Aim: The aim of this retrospective study was to evaluate the factors on mortality in urban free vertical falls.
Patients and methods: A total of 180 urban vertical free fall victims who survived transport to the emergency room between the period of 1980-1998 were evaluated. Minor bruises, abrasions, haematomas, and soft tissue injuries were not encountered. Serious injuries such as bone fractures, liver lacerations, epi-subdural haematomas, haemothorax, haemomediastinum, retroperitoneal haematomas were evaluated.

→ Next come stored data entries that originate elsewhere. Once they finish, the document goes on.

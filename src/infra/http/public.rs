use axum::{
    Json, Router,
    extract::{Path, State},
    http::{StatusCode, Uri},
    response::{IntoResponse, Response},
    routing::get,
};
use serde::Serialize;
use time::format_description::well_known::Rfc3339;
use tracing::error;

use crate::{
    application::{
        error::{ErrorReport, HttpError},
        posts::PostServiceError,
        repos::RepoError,
    },
    domain::{contact::ObscuredContact, posts::PostRecord},
    presentation::views::{
        ErrorPageView, ImpressumTemplate, IndexTemplate, PageTemplate, PostCard, PostDetailView,
        PostTemplate, PrivacyTemplate, render_error_response, render_not_found_response,
        render_template_response,
    },
};

use super::{HttpState, logout};

pub fn build_public_router() -> Router<HttpState> {
    Router::new()
        .route("/", get(index))
        .route("/post/{id}", get(post_detail))
        .route("/static/{*path}", get(crate::infra::assets::serve_static))
        .route("/api/posts", get(api_posts))
        .route("/impressum", get(impressum))
        .route("/privacy", get(privacy))
        .route("/logout", get(logout))
        .fallback(markdown_page)
}

async fn index(State(state): State<HttpState>) -> Response {
    let posts = match state.posts.list().await {
        Ok(posts) => posts,
        Err(err) => return service_error_page(&state, err),
    };

    render_template_response(
        IndexTemplate {
            layout: state.layout(),
            intro_html: state.pages.intro().map(str::to_string),
            posts: posts.iter().map(PostCard::from).collect(),
        },
        StatusCode::OK,
    )
}

async fn post_detail(State(state): State<HttpState>, Path(raw): Path<String>) -> Response {
    // Invalidation only knows `post_path(id)`; other spellings are not found.
    let Some(id) = canonical_post_id(&raw) else {
        return render_not_found_response(state.layout());
    };

    match state.posts.find(id).await {
        Ok(Some(post)) => {
            let view = PostDetailView {
                published: post.human_date(),
                body_html: state.renderer.render(&post.content),
                title: post.title,
            };
            render_template_response(
                PostTemplate {
                    layout: state.layout(),
                    post: view,
                },
                StatusCode::OK,
            )
        }
        Ok(None) => render_not_found_response(state.layout()),
        Err(err) => service_error_page(&state, err),
    }
}

fn canonical_post_id(raw: &str) -> Option<i64> {
    let id = raw.parse::<i64>().ok()?;
    (id.to_string() == raw).then_some(id)
}

async fn impressum(State(state): State<HttpState>) -> Response {
    if !state.site.show_impressum {
        return render_not_found_response(state.layout());
    }

    let legal = &state.site.legal;
    let contact = ObscuredContact::new(
        legal.name.as_deref(),
        legal.address.as_deref(),
        legal.email.as_deref(),
        legal.phone.as_deref(),
    );
    render_template_response(
        ImpressumTemplate {
            layout: state.layout(),
            contact,
        },
        StatusCode::OK,
    )
}

async fn privacy(State(state): State<HttpState>) -> Response {
    if !state.site.show_privacy_policy {
        return render_not_found_response(state.layout());
    }

    render_template_response(
        PrivacyTemplate {
            layout: state.layout(),
        },
        StatusCode::OK,
    )
}

async fn markdown_page(State(state): State<HttpState>, uri: Uri) -> Response {
    let path = uri.path();
    let route = match path.strip_suffix('/') {
        Some(trimmed) if !trimmed.is_empty() => trimmed,
        _ => path,
    };

    match state.pages.get(route) {
        Some(html) => render_template_response(
            PageTemplate {
                layout: state.layout(),
                content_html: html.to_string(),
            },
            StatusCode::OK,
        ),
        None => render_not_found_response(state.layout()),
    }
}

#[derive(Debug, Serialize)]
struct PostDto {
    id: i64,
    title: String,
    content: String,
    date: String,
}

impl From<PostRecord> for PostDto {
    fn from(post: PostRecord) -> Self {
        Self {
            id: post.id,
            date: post.created_at.format(&Rfc3339).unwrap_or_default(),
            title: post.title,
            content: post.content,
        }
    }
}

async fn api_posts(State(state): State<HttpState>) -> Result<Json<Vec<PostDto>>, HttpError> {
    let posts = state.posts.list().await?;
    Ok(Json(posts.into_iter().map(PostDto::from).collect()))
}

fn service_error_page(state: &HttpState, err: PostServiceError) -> Response {
    const SOURCE: &str = "infra::http::public::service_error_page";

    let status = match &err {
        PostServiceError::NotFound(_) => return render_not_found_response(state.layout()),
        PostServiceError::Repo(RepoError::Timeout) => StatusCode::SERVICE_UNAVAILABLE,
        _ => StatusCode::INTERNAL_SERVER_ERROR,
    };
    error!(target = SOURCE, error = %err, "failed to load posts");

    let mut response = render_error_response(state.layout(), ErrorPageView::unavailable(), status);
    ErrorReport::from_error(SOURCE, status, &err).attach(&mut response);
    response
}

Results: Of the total, 23% (n = 41) of patients were female and 73% (n = 139) were male. The mean age was 22.3 years (4-75 years). Extremity fractures were found in 6.7% (n = 12), cranial trauma in 14.4% (n = 26), thoracic trauma in 2.2% (n = 4) retroperitoneal trauma in 2.8% (n = 5), vertebral column trauma in 1.7% (n = 3) of cases. The overall number of the pathologies was 59. In-hospital mortality was 8.9% (n = 16). The injury severity scores (ISSs) of non-survivors and survivors were 33 +/- 4, and 5 +/- 0.6, respectively (P = 0.0001). The heights fallen were 8.6 +/- 2.3 m for non-survivors and 5.2 +/- 0.2 m for survivors (P = 0.022). The mean ages of non-survivors and survivors were 41.6 +/- 5.9 years and 20.4 +/- 1.2 years, respectively (P = 0.003). Serious cranial trauma was found in 68.7% (n = 11) and 9.1% (n = 5) of non-survivors and survivors, respectively (P = 0.0001). Extremity trauma was encountered in 31.2% (n = 5) and 4.2% (n = 7) of non-survivors and survivors, respectively (P = 0.0015). The ISSs were 6.8 +/- 1.0 and 8.9 +/- 1.1 for cases under the age of 6 years and others, respectively (P = 0.15). Using logistic regression analysis, ISS, height and age were found to be significant factors in mortality.
Conclusion: Vertical deceleration injury represents a distinct form of trauma. With the results of this study, it can be concluded that ISS, height and age are significant factors in determining the severity of trauma.